これに対して「業績相場」という考え方があります。この業績相場は金融相場が終わった後に到来すると考えられています。中央銀行が資金をジャブジャブにマーケットへ投入することで経済活動が活性化し、その結果として物価の上昇が一定レベルで確認された段階で、中央銀行は資金の投入を止めたり、金利を引き上げる行為を通じて経済活動の鎮静化を図ります。その結果として株式などに向かうマネーが減少し、株価は上昇し難くなります。これが金融相場の終わりです。そこで次に登場するのが業績相場なのですが、そのロジックを今回は簡単にご説明します。
まず、株価を決定するロジックを押さえておく必要があるのですが、幾つかあります。よく使われるところではDiscounted Cash Flow Method(DCF法/割引キャッシュフローモデル)や、Multiple Method(マルチプル法/類似企業比較法)などがありますが、このうちDCF法はノーベル経済学賞を受賞したウイリアム・シャープ博士が考案した方法論を活用しており、今のところ株価を決める理論として最も合理的であると考えられています(というか、実務の世界ではDCF法も決して完璧とは言えませんが、これを超える理論が今のところ他に存在しないので、DCF法に軸足を置いて議論することがどうしても多いというのが実態です)。

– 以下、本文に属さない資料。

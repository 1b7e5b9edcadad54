use serde::{Deserialize, Serialize};

// ━━━━━━━━━━━━━━━━━━━━━━━━━━━━━━━━━━━━━━━━━━━━━━━━━━━━━━━━━━━━━━━━━━
// Document retrieval service
// ━━━━━━━━━━━━━━━━━━━━━━━━━━━━━━━━━━━━━━━━━━━━━━━━━━━━━━━━━━━━━━━━━━

#[derive(Debug, Clone, Serialize, Deserialize)]
pub struct RetrievalConfig {
    #[serde(default = "d_url")]
    pub base_url: String,
    #[serde(default)]
    pub api_key: Option<String>,
    /// Env var holding the API key (used when `api_key` is unset).
    #[serde(default)]
    pub api_key_env: Option<String>,
    /// Per-request timeout; a query that exceeds it yields zero documents.
    #[serde(default = "d_8000")]
    pub timeout_ms: u64,
    #[serde(default = "d_3")]
    pub max_retries: u32,
    /// Maximum number of documents requested per query.
    #[serde(default = "d_limit")]
    pub limit: usize,
    /// Minimum relevance score; `None` lets the service decide.
    #[serde(default)]
    pub threshold: Option<f32>,
}

impl Default for RetrievalConfig {
    fn default() -> Self {
        Self {
            base_url: d_url(),
            api_key: None,
            api_key_env: None,
            timeout_ms: 8000,
            max_retries: 3,
            limit: d_limit(),
            threshold: None,
        }
    }
}

// ── serde default helpers ───────────────────────────────────────────

fn d_url() -> String {
    "http://localhost:5000".into()
}
fn d_8000() -> u64 {
    8000
}
fn d_3() -> u32 {
    3
}
fn d_limit() -> usize {
    4
}
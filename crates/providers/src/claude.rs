//! Anthropic Claude models.

use std::sync::Arc;

use pl_domain::error::Result;
use pl_domain::model::GenerationParams;
use serde_json::Value;

use crate::adapter::{bind_target, native_parameters, ModelAdapter, NativeNames};
use crate::prompt::PromptTemplate;
use crate::target::CompletionTarget;
use crate::traits::{CompletionObserver, CompletionService};

pub const ANTHROPIC_VERSION: &str = "bedrock-2023-05-31";

const NAMES: NativeNames = NativeNames {
    temperature: "temperature",
    top_p: "top_p",
    max_tokens: "max_tokens",
    max_temperature: 1.0,
};

const CONVERSATION: &str = "This is a friendly conversation between a human and an AI. \
If the AI is unsure about an answer, it will honestly state that it does not know.

Current conversation:
{chat_history}

Question:
{input}";

const QA: &str = "Please utilize the context provided below to answer the subsequent question. \
If the answer is unknown to you, simply state 'I don't know' rather than attempting to fabricate a response.

Context provided:
{context}

Question to answer:
{question}
";

const CONDENSE_QUESTION: &str = "<conv>
{chat_history}
</conv>

<followup>
{question}
</followup>

Considering the dialogue provided within the <conv></conv> tags, please reformulate the \
follow-up question located in the <followup></followup> tags into a clear, standalone question. \
Ensure the language style of the follow-up question is retained.
";

pub struct ClaudeAdapter {
    model_id: String,
}

impl ClaudeAdapter {
    pub fn new(model_id: &str) -> Self {
        Self {
            model_id: model_id.to_string(),
        }
    }
}

impl ModelAdapter for ClaudeAdapter {
    fn family(&self) -> &'static str {
        "claude"
    }

    fn model_id(&self) -> &str {
        &self.model_id
    }

    fn get_llm(
        &self,
        service: Arc<dyn CompletionService>,
        params: &GenerationParams,
        observer: Arc<dyn CompletionObserver>,
    ) -> Result<CompletionTarget> {
        let mut native = native_parameters(&self.model_id, params, &NAMES)?;
        native.insert(
            "anthropic_version".into(),
            Value::String(ANTHROPIC_VERSION.into()),
        );
        bind_target(&self.model_id, service, native, params, observer)
    }

    fn embeddings_model(&self) -> Option<&str> {
        None
    }

    fn conversation_prompt(&self) -> PromptTemplate {
        PromptTemplate::from_template(CONVERSATION)
    }

    fn qa_prompt(&self) -> PromptTemplate {
        PromptTemplate::from_template(QA)
    }

    fn condense_question_prompt(&self) -> PromptTemplate {
        PromptTemplate::from_template(CONDENSE_QUESTION)
    }
}
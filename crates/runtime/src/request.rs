//! What a caller hands the orchestrator, and what it gets back.

use std::fmt;
use std::str::FromStr;

use pl_domain::error::Error;
use serde::{Deserialize, Serialize};
use serde_json::Value;

use crate::metadata::MetadataRecord;

// ━━━━━━━━━━━━━━━━━━━━━━━━━━━━━━━━━━━━━━━━━━━━━━━━━━━━━━━━━━━━━━━━━━
// Mode
// ━━━━━━━━━━━━━━━━━━━━━━━━━━━━━━━━━━━━━━━━━━━━━━━━━━━━━━━━━━━━━━━━━━

/// Orchestration modes. Only the conversational chain exists.
#[derive(Debug, Clone, Copy, Default, PartialEq, Eq, Serialize, Deserialize)]
#[serde(rename_all = "snake_case")]
pub enum ChatbotMode {
    #[default]
    Chain,
}

impl ChatbotMode {
    pub fn as_str(&self) -> &'static str {
        match self {
            Self::Chain => "chain",
        }
    }
}

impl FromStr for ChatbotMode {
    type Err = Error;

    fn from_str(s: &str) -> Result<Self, Self::Err> {
        match s {
            "chain" => Ok(Self::Chain),
            other => Err(Error::UnsupportedMode(other.to_string())),
        }
    }
}

impl fmt::Display for ChatbotMode {
    fn fmt(&self, f: &mut fmt::Formatter<'_>) -> fmt::Result {
        f.write_str(self.as_str())
    }
}

// ━━━━━━━━━━━━━━━━━━━━━━━━━━━━━━━━━━━━━━━━━━━━━━━━━━━━━━━━━━━━━━━━━━
// Request
// ━━━━━━━━━━━━━━━━━━━━━━━━━━━━━━━━━━━━━━━━━━━━━━━━━━━━━━━━━━━━━━━━━━

/// One user message to answer.
#[derive(Debug, Clone, Serialize, Deserialize)]
#[serde(rename_all = "camelCase")]
pub struct TurnRequest {
    pub session_id: String,
    pub user_id: String,
    pub prompt: String,
    /// Set to answer from a workspace's documents.
    #[serde(default)]
    pub workspace_id: Option<String>,
    /// Provider-qualified model id, e.g. `bedrock.anthropic.claude-v2:1`.
    pub model_id: String,
    /// Caller generation parameters (`temperature`, `topP`, `maxTokens`,
    /// `streaming`); unknown keys are ignored.
    #[serde(default)]
    pub model_kwargs: Value,
    /// Kept as text so an unknown mode surfaces as `UnsupportedMode`
    /// rather than a parse failure.
    #[serde(default = "d_mode")]
    pub mode: String,
}

fn d_mode() -> String {
    ChatbotMode::Chain.as_str().to_string()
}

impl TurnRequest {
    pub fn new(
        session_id: impl Into<String>,
        user_id: impl Into<String>,
        prompt: impl Into<String>,
        model_id: impl Into<String>,
    ) -> Self {
        Self {
            session_id: session_id.into(),
            user_id: user_id.into(),
            prompt: prompt.into(),
            workspace_id: None,
            model_id: model_id.into(),
            model_kwargs: Value::Object(Default::default()),
            mode: d_mode(),
        }
    }

    pub fn with_workspace(mut self, workspace_id: impl Into<String>) -> Self {
        self.workspace_id = Some(workspace_id.into());
        self
    }

    pub fn with_kwargs(mut self, kwargs: Value) -> Self {
        self.model_kwargs = kwargs;
        self
    }

    pub fn with_mode(mut self, mode: impl Into<String>) -> Self {
        self.mode = mode.into();
        self
    }
}

// ━━━━━━━━━━━━━━━━━━━━━━━━━━━━━━━━━━━━━━━━━━━━━━━━━━━━━━━━━━━━━━━━━━
// Response
// ━━━━━━━━━━━━━━━━━━━━━━━━━━━━━━━━━━━━━━━━━━━━━━━━━━━━━━━━━━━━━━━━━━

#[derive(Debug, Clone, Serialize, Deserialize)]
#[serde(rename_all = "camelCase")]
pub struct Response {
    pub session_id: String,
    /// Always `"text"`.
    #[serde(rename = "type")]
    pub content_type: String,
    pub content: String,
    pub metadata: MetadataRecord,
}
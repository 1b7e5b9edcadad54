use serde::{Deserialize, Serialize};

// ━━━━━━━━━━━━━━━━━━━━━━━━━━━━━━━━━━━━━━━━━━━━━━━━━━━━━━━━━━━━━━━━━━
// Model identity
// ━━━━━━━━━━━━━━━━━━━━━━━━━━━━━━━━━━━━━━━━━━━━━━━━━━━━━━━━━━━━━━━━━━

/// A provider-qualified model id such as `bedrock.anthropic.claude-v2`.
///
/// The registry matches on the full qualified string; the completion
/// service only ever sees the bare `model` part.
#[derive(Debug, Clone, PartialEq, Eq)]
pub struct ModelRef {
    pub provider: String,
    pub model: String,
}

impl ModelRef {
    /// Split at the first `.`. Returns `None` when either half is empty.
    pub fn parse(qualified: &str) -> Option<Self> {
        let (provider, model) = qualified.split_once('.')?;
        if provider.is_empty() || model.is_empty() {
            return None;
        }
        Some(Self {
            provider: provider.to_string(),
            model: model.to_string(),
        })
    }

    pub fn qualified(&self) -> String {
        format!("{}.{}", self.provider, self.model)
    }
}

/// Catalog entry describing a model the deployment can serve.
#[derive(Debug, Clone, PartialEq, Serialize, Deserialize)]
#[serde(rename_all = "camelCase")]
pub struct ModelDescriptor {
    pub provider: String,
    pub model_id: String,
    pub name: String,
    #[serde(default)]
    pub streaming: bool,
    #[serde(default = "d_text")]
    pub input_modalities: Vec<String>,
    #[serde(default = "d_text")]
    pub output_modalities: Vec<String>,
    #[serde(default = "d_interface")]
    pub interface: String,
    #[serde(default = "d_true")]
    pub rag_supported: bool,
}

impl ModelDescriptor {
    pub fn qualified_id(&self) -> String {
        format!("{}.{}", self.provider, self.model_id)
    }
}

fn d_text() -> Vec<String> {
    vec!["TEXT".into()]
}
fn d_interface() -> String {
    "langchain".into()
}
fn d_true() -> bool {
    true
}

// ━━━━━━━━━━━━━━━━━━━━━━━━━━━━━━━━━━━━━━━━━━━━━━━━━━━━━━━━━━━━━━━━━━
// Generation parameters
// ━━━━━━━━━━━━━━━━━━━━━━━━━━━━━━━━━━━━━━━━━━━━━━━━━━━━━━━━━━━━━━━━━━

/// Caller-supplied generation settings, parsed once per turn from the
/// request's `model_kwargs`. Unknown keys are ignored.
#[derive(Debug, Clone, Copy, Default, PartialEq, Serialize, Deserialize)]
#[serde(rename_all = "camelCase")]
pub struct GenerationParams {
    #[serde(default)]
    pub temperature: Option<f32>,
    #[serde(default)]
    pub top_p: Option<f32>,
    #[serde(default)]
    pub max_tokens: Option<u32>,
    #[serde(default)]
    pub streaming: bool,
}

impl GenerationParams {
    /// `null` yields the defaults; anything else must be a JSON object
    /// whose known keys carry the right types.
    pub fn from_kwargs(kwargs: &serde_json::Value) -> Result<Self, serde_json::Error> {
        if kwargs.is_null() {
            return Ok(Self::default());
        }
        serde_json::from_value(kwargs.clone())
    }

    /// Same settings with streaming forced off (used for auxiliary calls
    /// whose output is consumed whole).
    pub fn non_streaming(self) -> Self {
        Self {
            streaming: false,
            ..self
        }
    }
}

#[cfg(test)]
mod tests {
    use super::*;
    use serde_json::json;

    #[test]
    fn model_ref_splits_on_first_dot() {
        let r = ModelRef::parse("bedrock.anthropic.claude-v2:1").unwrap();
        assert_eq!(r.provider, "bedrock");
        assert_eq!(r.model, "anthropic.claude-v2:1");
        assert_eq!(r.qualified(), "bedrock.anthropic.claude-v2:1");
    }

    #[test]
    fn model_ref_rejects_unqualified() {
        assert!(ModelRef::parse("claude").is_none());
        assert!(ModelRef::parse(".claude").is_none());
        assert!(ModelRef::parse("bedrock.").is_none());
    }

    #[test]
    fn params_ignore_unknown_keys() {
        let p = GenerationParams::from_kwargs(&json!({
            "temperature": 0.2,
            "maxTokens": 512,
            "streaming": true,
            "frobnicate": "yes"
        }))
        .unwrap();
        assert_eq!(p.temperature, Some(0.2));
        assert_eq!(p.max_tokens, Some(512));
        assert!(p.streaming);
        assert!(p.top_p.is_none());
    }

    #[test]
    fn params_null_is_default() {
        let p = GenerationParams::from_kwargs(&serde_json::Value::Null).unwrap();
        assert_eq!(p, GenerationParams::default());
    }

    #[test]
    fn params_reject_wrong_types() {
        assert!(GenerationParams::from_kwargs(&json!({ "temperature": "hot" })).is_err());
    }

    #[test]
    fn descriptor_defaults() {
        let d: ModelDescriptor = serde_json::from_value(json!({
            "provider": "bedrock",
            "modelId": "amazon.titan-text-lite-v1",
            "name": "Titan Lite"
        }))
        .unwrap();
        assert_eq!(d.input_modalities, vec!["TEXT".to_string()]);
        assert!(d.rag_supported);
        assert!(!d.streaming);
        assert_eq!(d.qualified_id(), "bedrock.amazon.titan-text-lite-v1");
    }
}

さて、このDCF法ですが、その要諦を簡潔に言い表すと「企業が将来にわたって生み出すキャッシュフローの総額を、その企業が内包するリスクを加味した割引率を用いて現在価値に引き直したもの」と言えます。言葉で言い表すと非常に難しい概念に映るかと思いますが、これを数式に表すと次の様なものになります。

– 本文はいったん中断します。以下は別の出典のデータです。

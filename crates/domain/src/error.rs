/// Shared error type used across all Parley crates.
#[derive(thiserror::Error, Debug)]
pub enum Error {
    #[error("IO: {0}")]
    Io(#[from] std::io::Error),

    #[error("JSON: {0}")]
    Json(#[from] serde_json::Error),

    #[error("HTTP: {0}")]
    Http(String),

    #[error("timeout: {0}")]
    Timeout(String),

    /// No registered adapter pattern matches the qualified model id.
    #[error("no adapter registered for model {0}")]
    NoMatchingAdapter(String),

    /// The adapter could not build a completion target (bad parameters,
    /// missing credentials, unreachable service).
    #[error("adapter for {model_id}: {message}")]
    AdapterConstruction { model_id: String, message: String },

    /// The completion service failed or returned an unusable response.
    #[error("model invocation via {service}: {message}")]
    ModelInvocation { service: String, message: String },

    /// Document retrieval failed. Absorbed by the retrieval adapter; never
    /// fails a turn on its own.
    #[error("retrieval: {0}")]
    Retrieval(String),

    #[error("history store: {0}")]
    Persistence(String),

    /// A metadata merge tried to overwrite an existing key with a
    /// different value.
    #[error("metadata key {key:?} already set to a different value")]
    MetadataConflict { key: String },

    /// Caller input rejected before any I/O (empty prompt, blank ids).
    #[error("invalid input: {0}")]
    InvalidInput(String),

    #[error("unsupported chatbot mode: {0}")]
    UnsupportedMode(String),

    #[error("prompt template: {0}")]
    Template(String),

    #[error("turn cancelled")]
    Cancelled,

    #[error("config: {0}")]
    Config(String),

    #[error("auth: {0}")]
    Auth(String),

    #[error("{0}")]
    Other(String),
}

pub type Result<T> = std::result::Result<T, Error>;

株価 = ①その企業が将来生み出すキャッシュフローの総額 ÷(②割引率-③成長率)
非常にザックリ言えばこの様な関係式になるのですが、この辺はネットを検索すれば山の様に出てきますので、ご興味のある方は覗いてみて下さい。
さて、これが業績相場とどの様に関係があるのかという話ですが、その前に金融相場へもう一度立ち戻ります。金融相場の最中は上述した通り金利が下がる傾向にあるのですが、この金利というのが上述の関係式にある②割引率の中に含まれています。よって、金融相場→マネーの価値が薄まり金利が下がる→割引率が小さくなる→計算式の分母が小さくなる→計算式の解(株価)が大きくなる、この様なロジックが金融相場です。
次に業績相場ですが、これは個々の会社の業績が伸長することでその会社の株価が上がっていく考えを言います。これを上述の関係式に当てはめると、会社の業績が上がればその会社が将来にわたって生み出す利益(≒キャッシュ)は増えますから、上述計算式の分子が大きくなります。従って、金融相場が終わり金利が上がっても(つまり割引率が上がり分母が大きくなっても)、金利の上昇幅以上に業績が伸びれば(つまり分子が大きくなれば)、株価は上がるという考えになります。これを業績相場と言います。
ちなみに、分母にある成長率というのは、予想されるその会社の毎年の成長率のことを言います。その会社に大きな成長ポテンシャルがあり成長率が高い場合、上述の計算式に当てはめると分母が小さくなる効果があり、やはり業績相場と同じように株価を押し上げる効果があります。
今回申し上げたかったことは、金融相場が終わっても業績相場のロジックを背景に、優れた企業の株価は上がる可能性が高いということです(特に米国に関して言えば、過去の株式相場を振り返ると必ず株価は上昇していることが分かります)。ですので、市場の調整や金融相場とは関係なく、立派な決算をたたき出している会社の株は売らない方が良い、というロジックを是非ご理解頂ければと思います。